It is far from certain that the draft agreement signed Friday by Ukraine and Russia will be hammered out in final detail or ratified by their Parliaments. Half a dozen earlier accords--first calling for dividing the former Soviet fleet 50-50 and then giving it all to Russia--were scuttled.

What distinguishes this deal from the others is that Ukrainian President Leonid Kravchuk has agreed, for the first time, to lease at least one Ukrainian naval port to Russia. Returning to the Ukrainian capital of Kiev, he indicated that the port would be Sevastopol, the fleet’s headquarters, on the Crimean peninsula.

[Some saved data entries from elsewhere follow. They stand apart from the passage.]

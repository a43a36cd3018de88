//! Database repositories

pub mod contest_repo;
pub mod problem_repo;
pub mod score_repo;
pub mod submission_repo;
pub mod team_repo;

pub use contest_repo::ContestRepository;
pub use problem_repo::ProblemRepository;
pub use score_repo::ScoreRepository;
pub use submission_repo::SubmissionRepository;
pub use team_repo::TeamRepository;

“Thousands of (Russian) officers live in Sevastopol, their children, their families,” he told reporters. “If we say they must leave Sevastopol, we could not propose new housing for them” elsewhere.

Under the agreement between Kravchuk and Russian President Boris N. Yeltsin, the two foreign ministries have 10 days to divide half a dozen bases, 70,000 sailors and about 300 aging warships and submarines.

“Ukraine will take what it can (financially) support and what it needs, strategically, according to our military doctrine” and sell the rest of its 50% share to Russia, Kravchuk said. Both sides said that means Ukraine will keep about 15% to 20% of the fleet’s vessels.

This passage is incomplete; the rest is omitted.